2012 marks the 60th year of the reign of Queen Elizabeth II, who has ruled the United Kingdom and Commonwealth nations since her father, George VI, died in 1952. The Queen currently counts 15 Commonwealth nations, aside from the U.K., with another 16 who had historically been part of the Commonwealth but are no longer under British rule. This means, of course, that Queen Elizabeth II has had the opportunity to appear on more coins of different nationalities, monetary systems, and base metals than probably any other ruler ever. In fact, I can quite confidently say she is the only national ruler to have shared legal tender with Megatron, evil leader of the Decepticons.
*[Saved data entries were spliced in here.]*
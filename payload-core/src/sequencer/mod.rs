//! Mission phase state machine and the per-tick control discipline.
//!
//! The mission moves through `AwaitingWindow -> Active -> Complete` exactly
//! once. Each transition fires on its flight event or, failing that, on an
//! elapsed-time fallback. Every [`MissionSequencer::tick`] runs the same fixed
//! order of operations:
//!
//! 1. poll the event source (once) and read elapsed time,
//! 2. evaluate at most one phase transition and schedule its side effects,
//! 3. run any pending actuation sequence to completion, holds included,
//! 4. recompute the enable flags and bring the LEDs in line with them,
//! 5. hand the tick to the decimated logger.
//!
//! Collaborator failures are absorbed inside the tick and surface only as
//! telemetry, log placeholders, or aborted sequences.

use core::{fmt, time::Duration};

use crate::actuation::{ActuationSequence, ActuatorBank, SequenceOutcome, drive};
use crate::clock::Hold;
use crate::events::{EventCode, EventSource};
use crate::records::{AppendOutcome, DEFAULT_BACKLOG, LogRecord, RecordJournal, RecordSink};
use crate::sampling::{ChannelEnables, DecimatedLogger, SensorBank, SensorSample};
use crate::sequences::{
    ActuationTemplate, ActuatorId, CAMERA_PARK_TEMPLATE, CAMERA_SHUTTER_TEMPLATE,
    MOTOR_SOLENOID_TEMPLATE, OutputLevel,
};
use crate::telemetry::{
    StorageTelemetry, TelemetryEventKind, TelemetryPayload, TelemetryRecorder,
};

pub mod profile;

pub use profile::{MissionProfile, ProfileError};

/// Mission stage. Only ever advances.
#[derive(Copy, Clone, Debug, Default, Eq, PartialEq)]
pub enum MissionPhase {
    #[default]
    AwaitingWindow,
    Active,
    Complete,
}

impl MissionPhase {
    #[must_use]
    pub const fn as_index(self) -> u16 {
        match self {
            MissionPhase::AwaitingWindow => 0,
            MissionPhase::Active => 1,
            MissionPhase::Complete => 2,
        }
    }

    #[must_use]
    pub const fn from_index(index: u16) -> Option<Self> {
        match index {
            0 => Some(MissionPhase::AwaitingWindow),
            1 => Some(MissionPhase::Active),
            2 => Some(MissionPhase::Complete),
            _ => None,
        }
    }

    /// Returns `true` once no further mission work may happen.
    #[must_use]
    pub const fn is_terminal(self) -> bool {
        matches!(self, MissionPhase::Complete)
    }
}

impl fmt::Display for MissionPhase {
    fn fmt(&self, f: &mut fmt::Formatter<'_>) -> fmt::Result {
        match self {
            MissionPhase::AwaitingWindow => f.write_str("awaiting-window"),
            MissionPhase::Active => f.write_str("active"),
            MissionPhase::Complete => f.write_str("complete"),
        }
    }
}

/// What made a transition fire.
#[derive(Copy, Clone, Debug, Eq, PartialEq)]
pub enum TransitionCause {
    Event(EventCode),
    /// The elapsed-time threshold was reached without the event.
    Fallback,
}

#[derive(Copy, Clone, Debug, Eq, PartialEq)]
pub struct PhaseTransition {
    pub from: MissionPhase,
    pub to: MissionPhase,
    pub cause: TransitionCause,
}

/// Pure transition rule. At most one step per call; `Complete` never moves.
#[must_use]
pub fn evaluate_transition(
    phase: MissionPhase,
    event: EventCode,
    elapsed: Duration,
    profile: &MissionProfile,
) -> Option<PhaseTransition> {
    let (to, trigger, threshold) = match phase {
        MissionPhase::AwaitingWindow => (
            MissionPhase::Active,
            EventCode::CoastStart,
            profile.phase_start,
        ),
        MissionPhase::Active => (MissionPhase::Complete, EventCode::CoastEnd, profile.phase_end),
        MissionPhase::Complete => return None,
    };

    let cause = if event == trigger {
        TransitionCause::Event(event)
    } else if elapsed >= threshold {
        TransitionCause::Fallback
    } else {
        return None;
    };

    Some(PhaseTransition {
        from: phase,
        to,
        cause,
    })
}

/// Sampling and indicator enables derived from the phase.
#[derive(Copy, Clone, Debug, Default, Eq, PartialEq)]
pub struct MissionFlags {
    pub sampling: ChannelEnables,
    pub leds: bool,
    pub camera: bool,
}

impl MissionFlags {
    /// Everything is on while `Active` and off otherwise.
    #[must_use]
    pub const fn for_phase(phase: MissionPhase) -> Self {
        match phase {
            MissionPhase::Active => Self {
                sampling: ChannelEnables::ALL,
                leds: true,
                camera: true,
            },
            MissionPhase::AwaitingWindow | MissionPhase::Complete => Self {
                sampling: ChannelEnables::NONE,
                leds: false,
                camera: false,
            },
        }
    }
}

/// Everything the sequencer mutates, in one explicit value.
#[derive(Copy, Clone, Debug, Default, Eq, PartialEq)]
pub struct SequencerState {
    pub phase: MissionPhase,
    /// Set the first time the baseline record is issued; never cleared.
    pub baseline_written: bool,
    /// Loop iteration counter, starting at 0.
    pub tick: u32,
    pub flags: MissionFlags,
    /// LED level last driven successfully, if any.
    pub leds_driven: Option<bool>,
    pub motor: ActuationSequence,
    pub camera: ActuationSequence,
}

impl SequencerState {
    #[must_use]
    pub const fn new() -> Self {
        Self {
            phase: MissionPhase::AwaitingWindow,
            baseline_written: false,
            tick: 0,
            flags: MissionFlags::for_phase(MissionPhase::AwaitingWindow),
            leds_driven: None,
            motor: ActuationSequence::new(),
            camera: ActuationSequence::new(),
        }
    }
}

/// Summary of one [`MissionSequencer::tick`].
#[derive(Copy, Clone, Debug, Eq, PartialEq)]
pub struct TickReport {
    pub tick: u32,
    /// Elapsed time read at the start of the tick.
    pub elapsed: Duration,
    pub event: EventCode,
    pub transition: Option<PhaseTransition>,
    pub camera: Option<SequenceOutcome>,
    pub motor: Option<SequenceOutcome>,
    pub logged: Option<AppendOutcome>,
    /// Phase after the tick.
    pub phase: MissionPhase,
    /// `true` when the mission was already complete. Only the storage backlog
    /// is retried on such ticks.
    pub idle: bool,
}

impl TickReport {
    const fn idle(tick: u32, elapsed: Duration, phase: MissionPhase) -> Self {
        Self {
            tick,
            elapsed,
            event: EventCode::None,
            transition: None,
            camera: None,
            motor: None,
            logged: None,
            phase,
            idle: true,
        }
    }
}

/// Drives a mission against its collaborators, one tick at a time.
pub struct MissionSequencer<E, S, A, H, W, const BACKLOG: usize = DEFAULT_BACKLOG> {
    profile: MissionProfile,
    events: E,
    sensors: S,
    actuators: A,
    hold: H,
    journal: RecordJournal<W, BACKLOG>,
    logger: DecimatedLogger,
    state: SequencerState,
    telemetry: TelemetryRecorder,
}

impl<E, S, A, H, W> MissionSequencer<E, S, A, H, W>
where
    E: EventSource,
    S: SensorBank,
    A: ActuatorBank,
    H: Hold,
    W: RecordSink,
{
    /// Builds a sequencer with the default storage backlog.
    ///
    /// # Errors
    ///
    /// Rejects a profile that fails [`MissionProfile::validate`].
    pub fn new(
        profile: MissionProfile,
        events: E,
        sensors: S,
        actuators: A,
        hold: H,
        sink: W,
    ) -> Result<Self, ProfileError> {
        Self::with_backlog(profile, events, sensors, actuators, hold, sink)
    }
}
That’s not anything to sneeze at.

Because the royal profile is traditionally used for the obverse, alternating direction with each succeeding ruler, the reverse of these coins are the ones that get special design attention. Unlike the Washington on the U.S. quarter, designing coins with the image of a living, breathing person brings up the problem of having to ‘update’ the Queen’s effigy once in a while. The countries of the Commonwealth are responsible for their own coins ultimately, and most do adhere to the pound coin designs. The official obverse effigy for Queen Elizabeth II has been updated exactly four times — which is more than her postage stamps have.

The first coins depicting the Queen appeared in 1953, as designed by sculptor Mary Gillick. The septegenarian Gillick beat sixteen other designers with a profile of a youthful, crownless Elizabeth with a small wreath on her head. Her main competition was from sculptor Cecil Thomas, who had sculpted many medals and seals for the Crown before and was believed to be the front-runner in the competition. Although Thomas was passed over for the U.K. coins, the effigy he designed, depicting a young Elizabeth II wearing the Imperial State Crown, was used on some Commonwealth coins.
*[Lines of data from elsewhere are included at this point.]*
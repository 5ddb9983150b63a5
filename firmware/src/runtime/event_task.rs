use embassy_stm32 as hal;
use embassy_stm32::Peri;
use embassy_stm32::usart::{
    BufferedInterruptHandler, BufferedUart, Config as UartConfig, DataBits, Parity, StopBits,
};
use embassy_time::{Duration, Timer};
use embedded_io_async::Read;

use crate::events::{EVENT_QUEUE_DEPTH, EventQueue, IntakeCounters, ingest};

const EVENT_UART_BAUD: u32 = 9_600;
const EVENT_UART_BUFFER_SIZE: usize = 4 * EVENT_QUEUE_DEPTH;

static mut UART_TX_BUFFER: [u8; EVENT_UART_BUFFER_SIZE] = [0; EVENT_UART_BUFFER_SIZE];
static mut UART_RX_BUFFER: [u8; EVENT_UART_BUFFER_SIZE] = [0; EVENT_UART_BUFFER_SIZE];

embassy_stm32::bind_interrupts!(struct UartIrqs {
    USART3_4_5_6_LPUART1 => BufferedInterruptHandler<hal::peripherals::USART5>;
});

/// Feeds flight-event bytes from the simulator link into the event queue.
#[embassy_executor::task]
pub async fn run(
    queue: &'static EventQueue,
    counters: &'static IntakeCounters,
    usart: Peri<'static, hal::peripherals::USART5>,
    tx_pin: Peri<'static, hal::peripherals::PB0>,
    rx_pin: Peri<'static, hal::peripherals::PB1>,
) -> ! {
    let mut config = UartConfig::default();
    config.baudrate = EVENT_UART_BAUD;
    config.data_bits = DataBits::DataBits8;
    config.stop_bits = StopBits::STOP1;
    config.parity = Parity::ParityNone;

    let mut uart = unsafe {
        BufferedUart::new(
            usart,
            rx_pin,
            tx_pin,
            &mut UART_TX_BUFFER,
            &mut UART_RX_BUFFER,
            UartIrqs,
            config,
        )
        .expect("failed to initialize event UART")
    };

    let sender = queue.sender();
    let mut ingress = [0u8; EVENT_QUEUE_DEPTH];
    let mut reported_drops = 0;
    let mut reported_malformed = 0;

    loop {
        match uart.read(&mut ingress).await {
            Ok(count) if count > 0 => {
                ingest(&ingress[..count], &sender, counters);

                let dropped = counters.dropped();
                if dropped != reported_drops {
                    defmt::warn!("events: queue full, {} dropped so far", dropped);
                    reported_drops = dropped;
                }
                let malformed = counters.malformed();
                if malformed != reported_malformed {
                    defmt::warn!("events: {} malformed bytes so far", malformed);
                    reported_malformed = malformed;
                }
            }
            Ok(_) => {}
            Err(_) => {
                defmt::warn!("events: UART read error");
                counters.raise_link_fault();
                Timer::after(Duration::from_millis(5)).await;
            }
        }
    }
}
In the 1960s, the U.K. decided to update the Queen’s effigy during the move to decimal coinage. Sculptor Arnold Machin created the design in 1964, working from photos by Lord Snowdon. The Queen wanted a full bust, as opposed to cut-off at the neck like in many coin designs. Rather than the absent crown of Gillick or the Crown Jewels of Thomas’ design, Machin’s Queen Elizabeth II wore a light diamond crown, given to her by her grandmother Queen Mary, called the “Girls of Great Britain and Ireland Tiara”. Machin adapted this design for postage stamps, which, too, needed a new design for the change in currency.

In 1984, artist Raphael Maklouf created a new effigy, which began appearing on coins in 1985. This, too, started as a photo by Lord Snowdon, and then was finished in an in-person sitting with the Queen herself. Despite the close access to the queen during design, Maklouf’s design was criticized for appearing much younger than the Queen’s actual age. The Queen’s crown in this design is the George IV State Diadem, which Machin had already replaced on postage stamps in 1966.

The last, current effigy was designed by Ian Rank-Broadley and first used in 1998. This new crouped design portrays a mature queen, removed from the youth of her ascent to the throne in 1952, and as a naturalistic counterpoint to the more traditional Maklouf design. The Queen’s crown is again the “Girls of Great Britain” tiara.

These are, of course, not the only four depictions of Queen Elizabeth II used on coins. Although, depending on the country, the Queen’s head may be legally required to appear on the currency, each country has departed from the official U.K. designs. Canada, too, has had four different effigies in use, but they have used their own designs over the years. In particular, the current Queen used on Canadian coins has no headwear at all, a first for the Queen’s coins. If you want to start collecting coins with the Queen, a good place to start might be with the newest one: Ian Rank-Broadley has designed a new obverse specifically for the Queen’s Jubilee. This design shows a caped Queen, in full bust, extending to the outside edge of the coin, and wearing her favorite crown, the “Girls of Great Britain” tiara again.